Prevenire la miringite cronica significa proteggere l'integrità e l'ambiente naturale del condotto uditivo:

  • Igiene corretta: Evitare l'uso di bastoncini di cotone o altri oggetti appuntiti per pulire le orecchie. Il cerume ha una funzione protettiva e l'orecchio possiede un sistema naturale di autopulizia.
  • Protezione dall'acqua: Chi pratica nuoto o sport acquatici dovrebbe utilizzare tappi su misura o fasce protettive per evitare il ristagno di acqua.
  • Asciugatura: Dopo il bagno o la doccia, asciugare delicatamente l'ingresso del condotto uditivo con un asciugamano pulito o con il phon a bassa temperatura e a debita distanza.
  • Gestione delle malattie della pelle: Trattare adeguatamente psoriasi o dermatiti localizzate vicino all'orecchio sotto controllo dermatologico.
  • Evitare irritanti: Limitare l'uso prolungato di auricolari in-ear se si è soggetti a irritazioni del condotto.

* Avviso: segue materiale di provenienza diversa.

//! # parish-db
//!
//! Persistence layer implementing the `parish-core` repository traits.
//!
//! ## Overview
//!
//! Two interchangeable backends are provided:
//!
//! - PostgreSQL via SQLx (`Pg*Repository`), with schema migrations under `migrations/`
//! - [`InMemoryStore`], a process-local store used by tests and by servers
//!   started without `DATABASE_URL`
//!
//! ## Usage
//!
//! ```rust,ignore
//! use parish_db::{create_pool, run_migrations, DatabaseConfig, PgEventRepository};
//!
//! async fn example() -> Result<(), Box<dyn std::error::Error>> {
//!     let config = DatabaseConfig::new("postgres://localhost/parish", 10, 1);
//!     let pool = create_pool(&config).await?;
//!     run_migrations(&pool).await?;
//!     let events = PgEventRepository::new(pool);
//!     Ok(())
//! }
//! ```

pub mod mappers;
pub mod memory;
pub mod models;
pub mod pool;
pub mod repositories;

// Re-export commonly used types
pub use memory::InMemoryStore;
pub use pool::{create_pool, run_migrations, DatabaseConfig, PgPool};
pub use repositories::{
    PgAssignmentRepository, PgEventRepository, PgSlotRepository, PgSmsLogRepository,
    PgUserRepository,
};
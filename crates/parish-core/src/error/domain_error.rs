//! Domain errors - error types for the domain layer

use chrono::NaiveDate;
use thiserror::Error;

use crate::value_objects::{AssignmentId, EventId, SlotId, UserId};

/// Domain layer errors
#[derive(Debug, Error)]
pub enum DomainError {
    // =========================================================================
    // Not Found Errors
    // =========================================================================
    #[error("Event not found: {0}")]
    EventNotFound(EventId),

    #[error("Slot not found: {0}")]
    SlotNotFound(SlotId),

    #[error("User not found: {0}")]
    UserNotFound(UserId),

    #[error("Assignment not found: {0}")]
    AssignmentNotFound(AssignmentId),

    // =========================================================================
    // Validation Errors
    // =========================================================================
    #[error("Validation error: {0}")]
    ValidationError(String),

    #[error("Invalid phone number: {0}")]
    InvalidPhone(String),

    #[error("Invalid date (expected YYYY-MM-DD): {0}")]
    InvalidDate(String),

    #[error("Invalid time (expected HH:MM): {0}")]
    InvalidTime(String),

    #[error("Slot capacity must be between 1 and {max}, got {0}", max = i32::MAX)]
    InvalidCapacity(i64),

    #[error("Recurrence end date is required for recurring events")]
    MissingRecurrenceEnd,

    #[error("Recurrence end date {end} is before start date {start}")]
    RecurrenceEndBeforeStart { start: NaiveDate, end: NaiveDate },

    #[error("Recurrence runs past the supported calendar range")]
    RecurrenceOutOfRange,

    // =========================================================================
    // Authorization Errors
    // =========================================================================
    #[error("Missing capability: {0}")]
    MissingCapability(String),

    #[error("Account is deactivated")]
    AccountInactive,

    // =========================================================================
    // Conflict Errors
    // =========================================================================
    #[error("User is already assigned to this slot")]
    AlreadyAssigned,

    #[error("Phone number already in use")]
    PhoneAlreadyExists,

    #[error("Email already in use")]
    EmailAlreadyExists,

    #[error("Cannot demote or deactivate the last active super admin")]
    LastSuperAdmin,

    // =========================================================================
    // Infrastructure Errors (wrapped)
    // =========================================================================
    #[error("Database error: {0}")]
    DatabaseError(String),

    #[error("Internal error: {0}")]
    InternalError(String),
}

impl DomainError {
    /// Get an error code string for API responses
    pub fn code(&self) -> &'static str {
        match self {
            // Not Found
            Self::EventNotFound(_) => "UNKNOWN_EVENT",
            Self::SlotNotFound(_) => "UNKNOWN_SLOT",
            Self::UserNotFound(_) => "UNKNOWN_USER",
            Self::AssignmentNotFound(_) => "UNKNOWN_ASSIGNMENT",

            // Validation
            Self::ValidationError(_) => "VALIDATION_ERROR",
            Self::InvalidPhone(_) => "INVALID_PHONE",
            Self::InvalidDate(_) => "INVALID_DATE",
            Self::InvalidTime(_) => "INVALID_TIME",
            Self::InvalidCapacity(_) => "INVALID_CAPACITY",
            Self::MissingRecurrenceEnd => "MISSING_RECURRENCE_END",
            Self::RecurrenceEndBeforeStart { .. } => "RECURRENCE_END_BEFORE_START",
            Self::RecurrenceOutOfRange => "RECURRENCE_OUT_OF_RANGE",

            // Authorization
            Self::MissingCapability(_) => "MISSING_PERMISSIONS",
            Self::AccountInactive => "ACCOUNT_INACTIVE",

            // Conflict
            Self::AlreadyAssigned => "ALREADY_ASSIGNED",
            Self::PhoneAlreadyExists => "PHONE_ALREADY_EXISTS",
            Self::EmailAlreadyExists => "EMAIL_ALREADY_EXISTS",
            Self::LastSuperAdmin => "LAST_SUPER_ADMIN",

            // Infrastructure
            Self::DatabaseError(_) => "DATABASE_ERROR",
            Self::InternalError(_) => "INTERNAL_ERROR",
        }
    }

    /// Check if this is a "not found" error
    pub fn is_not_found(&self) -> bool {
        matches!(
            self,
            Self::EventNotFound(_)
                | Self::SlotNotFound(_)
                | Self::UserNotFound(_)
                | Self::AssignmentNotFound(_)
        )
    }

    /// Check if this is a validation error
    pub fn is_validation(&self) -> bool {
        matches!(
            self,
            Self::ValidationError(_)
                | Self::InvalidPhone(_)
                | Self::InvalidDate(_)
                | Self::InvalidTime(_)
                | Self::InvalidCapacity(_)
                | Self::MissingRecurrenceEnd
                | Self::RecurrenceEndBeforeStart { .. }
                | Self::RecurrenceOutOfRange
        )
    }

    /// Check if this is an authorization error
    pub fn is_authorization(&self) -> bool {
        matches!(self, Self::MissingCapability(_) | Self::AccountInactive)
    }

    /// Check if this is a conflict error
    pub fn is_conflict(&self) -> bool {
        matches!(
            self,
            Self::AlreadyAssigned
                | Self::PhoneAlreadyExists
                | Self::EmailAlreadyExists
                | Self::LastSuperAdmin
        )
    }
}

Quando Consultare un Medico

È opportuno rivolgersi a un medico otorinolaringoiatra se si manifestano i seguenti segnali:

  1. Presenza di secrezioni dall'orecchio che durano da più di due settimane.
  2. Sensazione persistente di orecchio chiuso che non si risolve con le comuni manovre di compensazione.
  3. Prurito intenso che interferisce con le attività quotidiane o con il sonno.
  4. Comparsa di un improvviso calo dell'udito.
  5. Tracce di sangue sul cuscino o dopo la pulizia esterna dell'orecchio.

Una diagnosi precoce è fondamentale per evitare che una semplice infiammazione si trasformi in una condizione cronica difficile da eradicare.